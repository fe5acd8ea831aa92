// SPDX-License-Identifier: Apache-2.0
// Copyright SoftFlow Authors

//! Signal plumbing.
//!
//! `SIGINT`/`SIGTERM` unlink the pid file and exit from the handler
//! (both calls are async-signal-safe). `SIGUSR1`/`SIGUSR2` only raise a
//! flag; the datapath worker runs the table dumps at its next loop
//! iteration, which keeps the handlers trivial. `SIGPIPE` stays blocked
//! so a dropped controller connection surfaces as a write error.

use std::ffi::CString;
use std::path::Path;
use std::sync::OnceLock;
use std::sync::atomic::{AtomicBool, Ordering};

use nix::libc;
use nix::sys::signal::{SaFlags, SigAction, SigHandler, SigSet, SigmaskHow, Signal, sigaction};

static PID_FILE: OnceLock<CString> = OnceLock::new();
static DUMP_FLOW_TABLES: AtomicBool = AtomicBool::new(false);
static DUMP_GROUP_TABLE: AtomicBool = AtomicBool::new(false);

extern "C" fn handle_exit(signum: libc::c_int) {
    if let Some(path) = PID_FILE.get() {
        unsafe {
            libc::unlink(path.as_ptr());
        }
    }
    unsafe {
        libc::_exit(signum);
    }
}

extern "C" fn handle_dump_flows(_signum: libc::c_int) {
    DUMP_FLOW_TABLES.store(true, Ordering::Relaxed);
}

extern "C" fn handle_dump_groups(_signum: libc::c_int) {
    DUMP_GROUP_TABLE.store(true, Ordering::Relaxed);
}

/// Process-wide setup, run before the workers start: exit handlers for
/// INT/TERM and a mask blocking PIPE/USR1/USR2 everywhere.
pub fn init(pid_file: &Path) -> nix::Result<()> {
    let c_path =
        CString::new(pid_file.as_os_str().as_encoded_bytes()).unwrap_or_default();
    let _ = PID_FILE.set(c_path);

    let exit_action =
        SigAction::new(SigHandler::Handler(handle_exit), SaFlags::empty(), SigSet::empty());
    unsafe {
        sigaction(Signal::SIGINT, &exit_action)?;
        sigaction(Signal::SIGTERM, &exit_action)?;
    }

    let mut blocked = SigSet::empty();
    blocked.add(Signal::SIGPIPE);
    blocked.add(Signal::SIGUSR1);
    blocked.add(Signal::SIGUSR2);
    nix::sys::signal::sigprocmask(SigmaskHow::SIG_BLOCK, Some(&blocked), None)?;
    Ok(())
}

/// Datapath-thread setup: unblock the dump signals there, so they are
/// delivered to (and only to) that worker.
pub fn init_datapath_thread() -> nix::Result<()> {
    let dump_flows = SigAction::new(
        SigHandler::Handler(handle_dump_flows),
        SaFlags::empty(),
        SigSet::empty(),
    );
    let dump_groups = SigAction::new(
        SigHandler::Handler(handle_dump_groups),
        SaFlags::empty(),
        SigSet::empty(),
    );
    unsafe {
        sigaction(Signal::SIGUSR1, &dump_flows)?;
        sigaction(Signal::SIGUSR2, &dump_groups)?;
    }

    let mut unblocked = SigSet::empty();
    unblocked.add(Signal::SIGUSR1);
    unblocked.add(Signal::SIGUSR2);
    nix::sys::signal::pthread_sigmask(SigmaskHow::SIG_UNBLOCK, Some(&unblocked), None)?;
    Ok(())
}

/// Poll-and-clear the SIGUSR1 flag.
pub fn take_dump_flow_tables() -> bool {
    DUMP_FLOW_TABLES.swap(false, Ordering::Relaxed)
}

/// Poll-and-clear the SIGUSR2 flag.
pub fn take_dump_group_table() -> bool {
    DUMP_GROUP_TABLE.swap(false, Ordering::Relaxed)
}
// SPDX-License-Identifier: Apache-2.0
// Copyright SoftFlow Authors

//! Process-wide transaction-id and cookie generators.
//!
//! Both counters are stamped with the process id in their upper bits at
//! initialisation; only the lower partition increments, and it wraps
//! within the pid partition so two switch processes never collide on a
//! transaction id or cookie.

use parking_lot::Mutex;
use tracing::debug;

static TRANSACTION_ID: Mutex<u32> = Mutex::new(0);
static COOKIE: Mutex<u64> = Mutex::new(0);

const XID_COUNTER_MASK: u32 = 0x0000_ffff;
const COOKIE_COUNTER_MASK: u64 = 0x0000_ffff_ffff_ffff;

/// Seed both generators from the process id. Call once at startup.
pub fn init(pid: u32) {
    let mut xid = TRANSACTION_ID.lock();
    *xid = pid << 16;
    let mut cookie = COOKIE.lock();
    *cookie = u64::from(pid) << 48;
    debug!(
        "transaction_id and cookie initialized ( transaction_id = {:#x}, cookie = {:#x} )",
        *xid, *cookie
    );
}

/// Return the next transaction id.
///
/// The low 16 bits wrap to zero when exhausted; the pid-stamped upper
/// half never changes.
pub fn next_transaction_id() -> u32 {
    let mut xid = TRANSACTION_ID.lock();
    if *xid & XID_COUNTER_MASK == XID_COUNTER_MASK {
        *xid &= !XID_COUNTER_MASK;
    } else {
        *xid += 1;
    }
    *xid
}

/// Return the next cookie. Same scheme as [`next_transaction_id`] over a
/// 48-bit counter with a 16-bit pid tag.
pub fn next_cookie() -> u64 {
    let mut cookie = COOKIE.lock();
    if *cookie & COOKIE_COUNTER_MASK == COOKIE_COUNTER_MASK {
        *cookie &= !COOKIE_COUNTER_MASK;
    } else {
        *cookie += 1;
    }
    *cookie
}

/// Force the counters to explicit raw values. Test hook.
pub fn set_raw(xid: u32, cookie: u64) {
    *TRANSACTION_ID.lock() = xid;
    *COOKIE.lock() = cookie;
}

#[cfg(test)]
mod test {
    use super::{next_cookie, next_transaction_id, set_raw};

    // One test body: the generators are process-wide, so concurrent test
    // threads would trample each other's seeds.
    #[test]
    fn counters_wrap_within_pid_partition() {
        let pid = 0x1234u32;
        set_raw((pid << 16) | 0xfffd, (0x00abu64 << 48) | 0x0000_ffff_ffff_fffe);

        assert_eq!(next_transaction_id(), (pid << 16) | 0xfffe);
        assert_eq!(next_transaction_id(), (pid << 16) | 0xffff);
        assert_eq!(next_transaction_id(), pid << 16);
        assert_eq!(next_transaction_id(), (pid << 16) | 1);

        assert_eq!(next_cookie(), (0x00abu64 << 48) | 0x0000_ffff_ffff_ffff);
        assert_eq!(next_cookie(), 0x00abu64 << 48);
    }
}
• • • • • • •
**TASK TO CARRY OUT**
All records shown above are to be output exactly.

**RESPONSE AREA**
repository fe5acd8ea831aa92
// SPDX-License-Identifier: Apache-2.0
// Copyright SoftFlow Authors

//! Signal plumbing.
//!
//! `SIGINT`/`SIGTERM` unlink the pid file and exit from the handler
//! (both calls are async-signal-safe). `SIGUSR1`/`SIGUSR2` only raise a
//! flag; the datapath worker runs the table dumps at its next loop
//! iteration, which keeps the handlers trivial. `SIGPIPE` stays blocked
//! so a dropped controller connection surfaces as a write error.

use std::ffi::CString;
use std::path::Path;
use std::sync::OnceLock;
use std::sync::atomic::{AtomicBool, Ordering};

use nix::libc;
use nix::sys::signal::{SaFlags, SigAction, SigHandler, SigSet, SigmaskHow, Signal, sigaction};

static PID_FILE: OnceLock<CString> = OnceLock::new();
static DUMP_FLOW_TABLES: AtomicBool = AtomicBool::new(false);
static DUMP_GROUP_TABLE: AtomicBool = AtomicBool::new(false);

extern "C" fn handle_exit(signum: libc::c_int) {
    if let Some(path) = PID_FILE.get() {
        unsafe {
            libc::unlink(path.as_ptr());
        }
    }
    unsafe {
        libc::_exit(signum);
    }
}

extern "C" fn handle_dump_flows(_signum: libc::c_int) {
    DUMP_FLOW_TABLES.store(true, Ordering::Relaxed);
}

extern "C" fn handle_dump_groups(_signum: libc::c_int) {
    DUMP_GROUP_TABLE.store(true, Ordering::Relaxed);
}

/// Process-wide setup, run before the workers start: exit handlers for
/// INT/TERM and a mask blocking PIPE/USR1/USR2 everywhere.
pub fn init(pid_file: &Path) -> nix::Result<()> {
    let c_path =
        CString::new(pid_file.as_os_str().as_encoded_bytes()).unwrap_or_default();
    let _ = PID_FILE.set(c_path);

    let exit_action =
        SigAction::new(SigHandler::Handler(handle_exit), SaFlags::empty(), SigSet::empty());
    unsafe {
        sigaction(Signal::SIGINT, &exit_action)?;
        sigaction(Signal::SIGTERM, &exit_action)?;
    }

    let mut blocked = SigSet::empty();
    blocked.add(Signal::SIGPIPE);
    blocked.add(Signal::SIGUSR1);
    blocked.add(Signal::SIGUSR2);
    nix::sys::signal::sigprocmask(SigmaskHow::SIG_BLOCK, Some(&blocked), None)?;
    Ok(())
}

/// Datapath-thread setup: unblock the dump signals there, so they are
/// delivered to (and only to) that worker.
pub fn init_datapath_thread() -> nix::Result<()> {
    let dump_flows = SigAction::new(
        SigHandler::Handler(handle_dump_flows),
        SaFlags::empty(),
        SigSet::empty(),
    );
    let dump_groups = SigAction::new(
        SigHandler::Handler(handle_dump_groups),
        SaFlags::empty(),
        SigSet::empty(),
    );
    unsafe {
        sigaction(Signal::SIGUSR1, &dump_flows)?;
        sigaction(Signal::SIGUSR2, &dump_groups)?;
    }

    let mut unblocked = SigSet::empty();
    unblocked.add(Signal::SIGUSR1);
    unblocked.add(Signal::SIGUSR2);
    nix::sys::signal::pthread_sigmask(SigmaskHow::SIG_UNBLOCK, Some(&unblocked), None)?;
    Ok(())
}

/// Poll-and-clear the SIGUSR1 flag.
pub fn take_dump_flow_tables() -> bool {
    DUMP_FLOW_TABLES.swap(false, Ordering::Relaxed)
}

/// Poll-and-clear the SIGUSR2 flag.
pub fn take_dump_group_table() -> bool {
    DUMP_GROUP_TABLE.swap(false, Ordering::Relaxed)
}
// SPDX-License-Identifier: Apache-2.0
// Copyright SoftFlow Authors

//! Process-wide transaction-id and cookie generators.
//!
//! Both counters are stamped with the process id in their upper bits at
//! initialisation; only the lower partition increments, and it wraps
//! within the pid partition so two switch processes never collide on a
//! transaction id or cookie.

use parking_lot::Mutex;
use tracing::debug;

static TRANSACTION_ID: Mutex<u32> = Mutex::new(0);
static COOKIE: Mutex<u64> = Mutex::new(0);

const XID_COUNTER_MASK: u32 = 0x0000_ffff;
const COOKIE_COUNTER_MASK: u64 = 0x0000_ffff_ffff_ffff;

/// Seed both generators from the process id. Call once at startup.
pub fn init(pid: u32) {
    let mut xid = TRANSACTION_ID.lock();
    *xid = pid << 16;
    let mut cookie = COOKIE.lock();
    *cookie = u64::from(pid) << 48;
    debug!(
        "transaction_id and cookie initialized ( transaction_id = {:#x}, cookie = {:#x} )",
        *xid, *cookie
    );
}

/// Return the next transaction id.
///
/// The low 16 bits wrap to zero when exhausted; the pid-stamped upper
/// half never changes.
pub fn next_transaction_id() -> u32 {
    let mut xid = TRANSACTION_ID.lock();
    if *xid & XID_COUNTER_MASK == XID_COUNTER_MASK {
        *xid &= !XID_COUNTER_MASK;
    } else {
        *xid += 1;
    }
    *xid
}

/// Return the next cookie. Same scheme as [`next_transaction_id`] over a
/// 48-bit counter with a 16-bit pid tag.
pub fn next_cookie() -> u64 {
    let mut cookie = COOKIE.lock();
    if *cookie & COOKIE_COUNTER_MASK == COOKIE_COUNTER_MASK {
        *cookie &= !COOKIE_COUNTER_MASK;
    } else {
        *cookie += 1;
    }
    *cookie
}

/// Force the counters to explicit raw values. Test hook.
pub fn set_raw(xid: u32, cookie: u64) {
    *TRANSACTION_ID.lock() = xid;
    *COOKIE.lock() = cookie;
}

#[cfg(test)]
mod test {
    use super::{next_cookie, next_transaction_id, set_raw};

    // One test body: the generators are process-wide, so concurrent test
    // threads would trample each other's seeds.
    #[test]
    fn counters_wrap_within_pid_partition() {
        let pid = 0x1234u32;
        set_raw((pid << 16) | 0xfffd, (0x00abu64 << 48) | 0x0000_ffff_ffff_fffe);

        assert_eq!(next_transaction_id(), (pid << 16) | 0xfffe);
        assert_eq!(next_transaction_id(), (pid << 16) | 0xffff);
        assert_eq!(next_transaction_id(), pid << 16);
        assert_eq!(next_transaction_id(), (pid << 16) | 1);

        assert_eq!(next_cookie(), (0x00abu64 << 48) | 0x0000_ffff_ffff_ffff);
        assert_eq!(next_cookie(), 0x00abu64 << 48);
    }
}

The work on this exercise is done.